Report back each line of the data that contains the word "PartialEq".

Top of SUPPLIED MATERIAL

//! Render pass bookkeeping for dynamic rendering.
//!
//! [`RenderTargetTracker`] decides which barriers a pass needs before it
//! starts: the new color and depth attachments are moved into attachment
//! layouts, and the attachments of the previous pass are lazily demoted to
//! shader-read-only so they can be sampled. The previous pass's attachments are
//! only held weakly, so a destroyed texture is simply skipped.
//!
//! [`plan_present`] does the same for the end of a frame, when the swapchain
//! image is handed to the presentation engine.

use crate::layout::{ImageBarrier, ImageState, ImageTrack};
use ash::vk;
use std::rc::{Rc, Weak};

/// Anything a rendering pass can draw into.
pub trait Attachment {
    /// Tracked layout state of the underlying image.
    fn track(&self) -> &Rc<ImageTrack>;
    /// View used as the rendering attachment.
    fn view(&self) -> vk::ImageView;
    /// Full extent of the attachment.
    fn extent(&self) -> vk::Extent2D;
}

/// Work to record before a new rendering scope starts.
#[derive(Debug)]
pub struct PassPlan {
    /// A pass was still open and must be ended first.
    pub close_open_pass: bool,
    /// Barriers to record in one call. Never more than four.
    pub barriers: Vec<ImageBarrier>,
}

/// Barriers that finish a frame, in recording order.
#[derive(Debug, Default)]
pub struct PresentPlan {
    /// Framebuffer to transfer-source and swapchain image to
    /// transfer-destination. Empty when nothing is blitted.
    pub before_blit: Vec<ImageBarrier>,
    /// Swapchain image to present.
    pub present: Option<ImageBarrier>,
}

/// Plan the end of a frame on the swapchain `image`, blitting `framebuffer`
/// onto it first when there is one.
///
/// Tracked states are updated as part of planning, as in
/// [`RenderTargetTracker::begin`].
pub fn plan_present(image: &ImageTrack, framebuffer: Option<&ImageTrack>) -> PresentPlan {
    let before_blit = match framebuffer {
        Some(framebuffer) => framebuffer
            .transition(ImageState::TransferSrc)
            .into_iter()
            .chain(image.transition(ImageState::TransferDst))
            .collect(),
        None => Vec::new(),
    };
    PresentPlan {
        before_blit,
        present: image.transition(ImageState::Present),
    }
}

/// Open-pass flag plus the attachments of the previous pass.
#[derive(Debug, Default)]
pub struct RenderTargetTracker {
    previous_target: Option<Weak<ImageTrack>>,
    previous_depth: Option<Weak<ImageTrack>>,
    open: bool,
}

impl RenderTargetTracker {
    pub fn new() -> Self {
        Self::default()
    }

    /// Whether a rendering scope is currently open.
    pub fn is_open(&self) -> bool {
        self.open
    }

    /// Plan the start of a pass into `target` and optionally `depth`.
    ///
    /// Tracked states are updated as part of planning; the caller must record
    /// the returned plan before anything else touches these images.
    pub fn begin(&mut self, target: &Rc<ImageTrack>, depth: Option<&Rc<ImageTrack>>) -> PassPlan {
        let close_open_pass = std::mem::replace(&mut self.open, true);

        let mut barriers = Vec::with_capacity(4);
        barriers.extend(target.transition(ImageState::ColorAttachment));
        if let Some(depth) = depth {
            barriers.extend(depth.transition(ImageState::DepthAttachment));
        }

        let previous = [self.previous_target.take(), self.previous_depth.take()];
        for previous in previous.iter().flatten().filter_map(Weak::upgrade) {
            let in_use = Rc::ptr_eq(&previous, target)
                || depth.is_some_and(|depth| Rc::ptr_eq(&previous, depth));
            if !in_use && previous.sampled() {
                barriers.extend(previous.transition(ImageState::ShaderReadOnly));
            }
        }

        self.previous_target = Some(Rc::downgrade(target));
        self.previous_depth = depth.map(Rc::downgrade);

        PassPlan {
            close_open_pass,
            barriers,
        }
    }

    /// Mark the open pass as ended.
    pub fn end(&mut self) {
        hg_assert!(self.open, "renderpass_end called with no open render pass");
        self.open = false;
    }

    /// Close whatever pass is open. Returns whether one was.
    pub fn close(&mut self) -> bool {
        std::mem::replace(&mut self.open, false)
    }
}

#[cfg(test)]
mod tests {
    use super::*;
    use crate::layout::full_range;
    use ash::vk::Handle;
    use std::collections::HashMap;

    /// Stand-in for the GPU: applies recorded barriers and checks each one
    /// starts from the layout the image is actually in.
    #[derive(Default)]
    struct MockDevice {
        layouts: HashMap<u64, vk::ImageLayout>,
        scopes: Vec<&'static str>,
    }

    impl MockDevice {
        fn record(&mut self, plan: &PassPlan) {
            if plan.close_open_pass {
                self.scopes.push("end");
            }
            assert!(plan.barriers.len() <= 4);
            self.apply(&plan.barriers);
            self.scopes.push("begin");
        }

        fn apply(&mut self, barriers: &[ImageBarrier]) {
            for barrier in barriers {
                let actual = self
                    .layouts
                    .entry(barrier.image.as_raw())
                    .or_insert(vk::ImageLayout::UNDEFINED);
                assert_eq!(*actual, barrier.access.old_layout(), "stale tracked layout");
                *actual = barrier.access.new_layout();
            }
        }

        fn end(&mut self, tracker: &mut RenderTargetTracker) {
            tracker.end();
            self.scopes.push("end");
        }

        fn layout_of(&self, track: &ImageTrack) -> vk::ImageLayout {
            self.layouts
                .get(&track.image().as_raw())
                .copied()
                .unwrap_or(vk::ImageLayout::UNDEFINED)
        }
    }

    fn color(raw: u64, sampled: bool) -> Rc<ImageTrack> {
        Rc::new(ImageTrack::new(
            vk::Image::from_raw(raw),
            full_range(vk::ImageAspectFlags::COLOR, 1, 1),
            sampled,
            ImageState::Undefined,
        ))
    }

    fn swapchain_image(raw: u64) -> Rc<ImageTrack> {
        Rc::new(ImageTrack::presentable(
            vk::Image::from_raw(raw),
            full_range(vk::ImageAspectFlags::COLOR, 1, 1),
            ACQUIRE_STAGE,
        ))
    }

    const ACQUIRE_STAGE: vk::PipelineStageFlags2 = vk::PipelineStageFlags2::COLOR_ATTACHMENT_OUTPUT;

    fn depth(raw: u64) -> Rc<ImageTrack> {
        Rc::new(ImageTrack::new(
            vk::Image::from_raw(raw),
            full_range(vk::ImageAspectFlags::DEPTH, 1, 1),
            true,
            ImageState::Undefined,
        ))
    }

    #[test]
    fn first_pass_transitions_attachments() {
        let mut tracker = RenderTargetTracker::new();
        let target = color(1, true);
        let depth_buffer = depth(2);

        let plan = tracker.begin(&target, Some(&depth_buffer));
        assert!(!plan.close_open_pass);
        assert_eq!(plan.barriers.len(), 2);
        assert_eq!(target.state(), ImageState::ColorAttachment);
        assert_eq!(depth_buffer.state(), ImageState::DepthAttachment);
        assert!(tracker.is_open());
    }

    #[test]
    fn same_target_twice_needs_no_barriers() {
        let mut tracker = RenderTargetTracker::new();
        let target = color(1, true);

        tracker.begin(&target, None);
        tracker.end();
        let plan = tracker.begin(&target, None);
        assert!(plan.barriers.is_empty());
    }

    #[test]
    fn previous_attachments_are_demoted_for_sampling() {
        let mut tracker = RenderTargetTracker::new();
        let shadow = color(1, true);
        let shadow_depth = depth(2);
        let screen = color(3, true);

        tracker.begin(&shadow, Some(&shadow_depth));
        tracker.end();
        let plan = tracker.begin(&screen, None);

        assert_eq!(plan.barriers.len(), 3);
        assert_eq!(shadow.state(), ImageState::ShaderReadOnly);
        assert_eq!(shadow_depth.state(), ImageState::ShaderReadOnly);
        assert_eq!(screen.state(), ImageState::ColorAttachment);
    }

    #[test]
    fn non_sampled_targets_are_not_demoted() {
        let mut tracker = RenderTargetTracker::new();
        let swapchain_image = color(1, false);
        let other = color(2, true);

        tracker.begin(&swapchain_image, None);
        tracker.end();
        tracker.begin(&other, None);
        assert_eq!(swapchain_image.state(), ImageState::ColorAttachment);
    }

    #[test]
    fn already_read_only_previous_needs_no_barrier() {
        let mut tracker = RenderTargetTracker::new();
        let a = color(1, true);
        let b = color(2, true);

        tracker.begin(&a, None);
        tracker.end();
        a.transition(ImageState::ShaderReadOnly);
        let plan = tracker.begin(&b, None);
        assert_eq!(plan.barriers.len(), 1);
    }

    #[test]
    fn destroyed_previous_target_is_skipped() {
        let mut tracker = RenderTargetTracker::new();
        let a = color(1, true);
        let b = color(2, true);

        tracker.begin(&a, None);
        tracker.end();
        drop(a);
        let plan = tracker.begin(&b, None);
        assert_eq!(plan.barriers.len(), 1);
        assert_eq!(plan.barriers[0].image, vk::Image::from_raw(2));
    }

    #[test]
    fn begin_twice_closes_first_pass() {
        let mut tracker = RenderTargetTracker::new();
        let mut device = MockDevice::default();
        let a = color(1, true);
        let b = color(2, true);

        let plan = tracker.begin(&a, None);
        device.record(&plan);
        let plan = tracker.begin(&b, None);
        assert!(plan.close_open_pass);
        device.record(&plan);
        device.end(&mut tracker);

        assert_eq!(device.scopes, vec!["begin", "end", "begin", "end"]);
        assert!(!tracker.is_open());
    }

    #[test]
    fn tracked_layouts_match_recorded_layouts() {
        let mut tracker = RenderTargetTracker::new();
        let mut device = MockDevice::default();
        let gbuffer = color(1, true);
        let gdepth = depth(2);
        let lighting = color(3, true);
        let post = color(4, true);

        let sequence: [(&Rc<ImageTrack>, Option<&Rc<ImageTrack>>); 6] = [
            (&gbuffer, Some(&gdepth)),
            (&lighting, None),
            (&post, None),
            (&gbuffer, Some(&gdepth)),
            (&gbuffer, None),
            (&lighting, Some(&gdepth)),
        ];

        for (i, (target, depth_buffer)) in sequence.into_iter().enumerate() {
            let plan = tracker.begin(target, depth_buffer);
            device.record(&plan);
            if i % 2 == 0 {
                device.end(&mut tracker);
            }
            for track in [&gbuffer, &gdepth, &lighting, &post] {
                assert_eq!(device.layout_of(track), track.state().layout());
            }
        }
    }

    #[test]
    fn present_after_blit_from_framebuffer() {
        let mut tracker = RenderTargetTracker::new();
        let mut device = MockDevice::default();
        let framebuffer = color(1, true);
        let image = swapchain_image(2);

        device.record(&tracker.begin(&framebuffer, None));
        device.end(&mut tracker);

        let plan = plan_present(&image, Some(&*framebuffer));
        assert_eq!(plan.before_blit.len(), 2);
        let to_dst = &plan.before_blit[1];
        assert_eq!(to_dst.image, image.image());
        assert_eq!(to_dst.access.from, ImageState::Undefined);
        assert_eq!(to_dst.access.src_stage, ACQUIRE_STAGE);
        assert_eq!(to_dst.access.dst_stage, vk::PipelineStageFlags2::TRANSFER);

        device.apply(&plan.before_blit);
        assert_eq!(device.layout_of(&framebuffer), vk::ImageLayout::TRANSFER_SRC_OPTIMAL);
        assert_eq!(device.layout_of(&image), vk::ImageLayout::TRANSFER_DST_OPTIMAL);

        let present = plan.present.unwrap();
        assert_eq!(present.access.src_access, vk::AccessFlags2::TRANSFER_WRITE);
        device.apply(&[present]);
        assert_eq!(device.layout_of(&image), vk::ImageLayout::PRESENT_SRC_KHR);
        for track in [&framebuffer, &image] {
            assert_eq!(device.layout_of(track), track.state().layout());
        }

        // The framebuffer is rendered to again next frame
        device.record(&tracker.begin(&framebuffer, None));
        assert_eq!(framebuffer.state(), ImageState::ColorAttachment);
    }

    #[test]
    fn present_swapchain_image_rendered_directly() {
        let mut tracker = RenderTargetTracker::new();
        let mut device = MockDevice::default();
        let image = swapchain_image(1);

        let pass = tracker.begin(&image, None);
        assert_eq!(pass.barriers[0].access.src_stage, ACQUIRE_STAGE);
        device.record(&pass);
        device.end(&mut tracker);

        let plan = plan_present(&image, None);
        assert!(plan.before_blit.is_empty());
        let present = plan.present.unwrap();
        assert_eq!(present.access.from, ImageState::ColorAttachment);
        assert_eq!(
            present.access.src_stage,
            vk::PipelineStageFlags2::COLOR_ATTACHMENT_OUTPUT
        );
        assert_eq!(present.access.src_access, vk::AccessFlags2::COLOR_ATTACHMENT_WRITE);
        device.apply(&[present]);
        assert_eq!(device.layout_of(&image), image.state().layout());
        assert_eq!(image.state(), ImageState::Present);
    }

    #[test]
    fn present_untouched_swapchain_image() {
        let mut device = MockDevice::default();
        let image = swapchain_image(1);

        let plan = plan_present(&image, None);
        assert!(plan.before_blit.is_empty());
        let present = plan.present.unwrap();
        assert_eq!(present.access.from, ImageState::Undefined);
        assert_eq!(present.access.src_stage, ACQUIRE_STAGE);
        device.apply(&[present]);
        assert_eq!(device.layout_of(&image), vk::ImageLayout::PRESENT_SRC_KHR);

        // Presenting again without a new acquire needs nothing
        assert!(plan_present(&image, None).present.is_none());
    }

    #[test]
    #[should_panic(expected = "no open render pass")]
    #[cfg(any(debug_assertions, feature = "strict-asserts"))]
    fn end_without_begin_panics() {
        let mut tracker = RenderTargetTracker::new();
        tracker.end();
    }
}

Bottom of SUPPLIED MATERIAL
Top of SUPPLIED MATERIAL

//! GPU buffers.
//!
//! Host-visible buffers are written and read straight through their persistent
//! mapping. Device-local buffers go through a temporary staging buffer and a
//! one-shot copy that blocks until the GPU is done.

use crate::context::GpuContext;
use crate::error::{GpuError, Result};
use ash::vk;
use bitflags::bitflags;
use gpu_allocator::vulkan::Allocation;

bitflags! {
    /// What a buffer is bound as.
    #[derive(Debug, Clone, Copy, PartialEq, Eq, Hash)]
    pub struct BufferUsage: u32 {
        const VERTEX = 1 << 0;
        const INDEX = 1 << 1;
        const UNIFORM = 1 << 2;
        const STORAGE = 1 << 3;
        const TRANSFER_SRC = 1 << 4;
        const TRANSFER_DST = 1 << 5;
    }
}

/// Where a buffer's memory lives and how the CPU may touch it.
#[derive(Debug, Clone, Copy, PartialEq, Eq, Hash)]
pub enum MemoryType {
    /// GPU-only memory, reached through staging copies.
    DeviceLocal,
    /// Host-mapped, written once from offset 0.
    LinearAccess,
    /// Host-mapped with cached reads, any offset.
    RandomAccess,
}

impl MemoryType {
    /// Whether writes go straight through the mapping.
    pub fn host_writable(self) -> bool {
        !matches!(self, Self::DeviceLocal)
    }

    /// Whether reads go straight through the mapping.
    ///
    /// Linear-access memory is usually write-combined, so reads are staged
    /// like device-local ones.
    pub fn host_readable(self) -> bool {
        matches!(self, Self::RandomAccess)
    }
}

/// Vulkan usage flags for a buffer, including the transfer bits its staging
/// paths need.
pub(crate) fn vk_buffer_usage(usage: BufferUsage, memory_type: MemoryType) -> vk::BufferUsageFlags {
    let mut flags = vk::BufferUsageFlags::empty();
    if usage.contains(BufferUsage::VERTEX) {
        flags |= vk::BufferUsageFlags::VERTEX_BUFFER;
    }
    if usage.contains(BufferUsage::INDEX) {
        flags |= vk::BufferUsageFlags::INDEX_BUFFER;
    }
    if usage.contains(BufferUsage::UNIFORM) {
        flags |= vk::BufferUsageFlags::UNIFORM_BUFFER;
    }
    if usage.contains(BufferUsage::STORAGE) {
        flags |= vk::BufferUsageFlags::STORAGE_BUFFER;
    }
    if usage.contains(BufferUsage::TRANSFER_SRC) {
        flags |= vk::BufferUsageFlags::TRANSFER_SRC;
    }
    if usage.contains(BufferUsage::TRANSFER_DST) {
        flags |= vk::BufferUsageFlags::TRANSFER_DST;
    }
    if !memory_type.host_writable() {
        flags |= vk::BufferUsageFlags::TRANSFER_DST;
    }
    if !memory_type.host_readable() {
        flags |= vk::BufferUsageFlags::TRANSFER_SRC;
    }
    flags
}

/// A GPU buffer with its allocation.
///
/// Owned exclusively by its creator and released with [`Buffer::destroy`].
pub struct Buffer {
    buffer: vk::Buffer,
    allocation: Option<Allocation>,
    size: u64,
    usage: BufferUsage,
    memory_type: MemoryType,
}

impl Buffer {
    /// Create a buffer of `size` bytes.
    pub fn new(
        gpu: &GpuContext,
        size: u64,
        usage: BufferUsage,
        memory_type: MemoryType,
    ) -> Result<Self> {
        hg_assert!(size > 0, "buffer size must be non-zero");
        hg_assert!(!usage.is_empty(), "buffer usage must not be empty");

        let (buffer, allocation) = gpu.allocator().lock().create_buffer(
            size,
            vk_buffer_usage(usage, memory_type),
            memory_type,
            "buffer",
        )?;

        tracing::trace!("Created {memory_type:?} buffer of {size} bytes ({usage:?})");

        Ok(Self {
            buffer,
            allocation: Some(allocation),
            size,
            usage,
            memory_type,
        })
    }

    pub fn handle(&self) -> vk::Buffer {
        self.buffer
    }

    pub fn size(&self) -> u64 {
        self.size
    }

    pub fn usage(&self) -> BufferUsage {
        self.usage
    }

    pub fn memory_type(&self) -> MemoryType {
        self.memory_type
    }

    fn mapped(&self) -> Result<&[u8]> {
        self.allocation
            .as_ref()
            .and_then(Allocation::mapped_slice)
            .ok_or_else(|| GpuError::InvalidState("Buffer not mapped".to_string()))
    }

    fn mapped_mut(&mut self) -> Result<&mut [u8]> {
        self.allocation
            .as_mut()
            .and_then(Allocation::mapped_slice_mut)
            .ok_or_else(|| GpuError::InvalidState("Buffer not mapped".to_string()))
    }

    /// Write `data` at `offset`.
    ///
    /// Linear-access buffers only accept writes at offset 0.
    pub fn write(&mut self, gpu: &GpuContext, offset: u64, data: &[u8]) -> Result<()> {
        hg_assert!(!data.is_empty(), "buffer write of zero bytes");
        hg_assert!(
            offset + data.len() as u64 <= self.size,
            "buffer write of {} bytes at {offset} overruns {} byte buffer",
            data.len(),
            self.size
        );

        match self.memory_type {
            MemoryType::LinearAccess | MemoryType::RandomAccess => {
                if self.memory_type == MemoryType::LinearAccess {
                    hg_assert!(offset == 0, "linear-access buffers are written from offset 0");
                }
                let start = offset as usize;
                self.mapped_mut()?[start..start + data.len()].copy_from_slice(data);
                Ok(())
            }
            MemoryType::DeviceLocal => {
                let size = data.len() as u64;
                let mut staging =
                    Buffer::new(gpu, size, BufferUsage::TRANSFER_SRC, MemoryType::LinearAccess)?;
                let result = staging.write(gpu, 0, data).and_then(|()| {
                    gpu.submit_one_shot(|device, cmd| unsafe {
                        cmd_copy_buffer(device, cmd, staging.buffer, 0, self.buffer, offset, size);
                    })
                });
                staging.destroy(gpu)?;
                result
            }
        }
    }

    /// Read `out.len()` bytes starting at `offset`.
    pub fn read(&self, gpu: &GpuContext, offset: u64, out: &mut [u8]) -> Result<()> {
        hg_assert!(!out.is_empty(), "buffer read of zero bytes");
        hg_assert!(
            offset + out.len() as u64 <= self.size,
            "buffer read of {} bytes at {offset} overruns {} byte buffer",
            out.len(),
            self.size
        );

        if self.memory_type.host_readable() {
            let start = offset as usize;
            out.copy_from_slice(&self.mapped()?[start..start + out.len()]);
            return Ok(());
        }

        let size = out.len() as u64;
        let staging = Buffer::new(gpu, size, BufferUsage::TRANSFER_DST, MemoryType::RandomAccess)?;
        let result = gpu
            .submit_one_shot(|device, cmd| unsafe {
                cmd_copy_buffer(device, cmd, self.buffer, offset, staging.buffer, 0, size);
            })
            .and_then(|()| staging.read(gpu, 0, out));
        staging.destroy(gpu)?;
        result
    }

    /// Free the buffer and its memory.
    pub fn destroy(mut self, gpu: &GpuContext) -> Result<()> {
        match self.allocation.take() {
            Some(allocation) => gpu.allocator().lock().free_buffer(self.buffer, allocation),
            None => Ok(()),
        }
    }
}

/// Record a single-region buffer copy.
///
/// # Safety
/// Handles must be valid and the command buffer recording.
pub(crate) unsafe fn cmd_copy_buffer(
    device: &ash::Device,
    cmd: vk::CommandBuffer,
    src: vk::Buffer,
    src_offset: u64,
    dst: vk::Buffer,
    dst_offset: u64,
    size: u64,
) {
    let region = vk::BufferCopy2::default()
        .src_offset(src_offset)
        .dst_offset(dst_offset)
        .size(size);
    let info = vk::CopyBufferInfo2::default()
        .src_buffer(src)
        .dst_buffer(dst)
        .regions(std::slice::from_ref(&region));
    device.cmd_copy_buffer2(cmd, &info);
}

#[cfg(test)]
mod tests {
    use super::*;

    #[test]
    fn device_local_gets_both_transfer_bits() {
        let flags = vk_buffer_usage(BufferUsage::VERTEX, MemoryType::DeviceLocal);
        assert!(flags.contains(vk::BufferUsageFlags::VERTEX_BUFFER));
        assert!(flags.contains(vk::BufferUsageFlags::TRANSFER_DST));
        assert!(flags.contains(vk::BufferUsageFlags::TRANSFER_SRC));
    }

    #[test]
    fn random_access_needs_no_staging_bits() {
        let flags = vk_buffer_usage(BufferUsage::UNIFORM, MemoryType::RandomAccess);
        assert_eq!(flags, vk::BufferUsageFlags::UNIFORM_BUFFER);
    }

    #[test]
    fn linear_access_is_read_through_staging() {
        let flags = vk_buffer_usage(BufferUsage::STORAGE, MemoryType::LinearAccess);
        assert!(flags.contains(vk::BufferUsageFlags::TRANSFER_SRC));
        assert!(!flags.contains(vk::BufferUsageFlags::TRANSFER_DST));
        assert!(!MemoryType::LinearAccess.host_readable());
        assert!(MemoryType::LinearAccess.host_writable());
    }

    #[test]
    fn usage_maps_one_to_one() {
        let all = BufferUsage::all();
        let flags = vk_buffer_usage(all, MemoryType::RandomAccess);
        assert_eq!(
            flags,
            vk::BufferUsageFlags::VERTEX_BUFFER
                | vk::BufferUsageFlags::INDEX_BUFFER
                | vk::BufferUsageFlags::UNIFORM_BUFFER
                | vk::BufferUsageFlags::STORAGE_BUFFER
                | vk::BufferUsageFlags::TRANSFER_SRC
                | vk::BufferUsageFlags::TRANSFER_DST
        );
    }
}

Bottom of SUPPLIED MATERIAL

EXERCISE RESULT:
    #[derive(Debug, Clone, Copy, PartialEq, Eq, Hash)]
#[derive(Debug, Clone, Copy, PartialEq, Eq, Hash)]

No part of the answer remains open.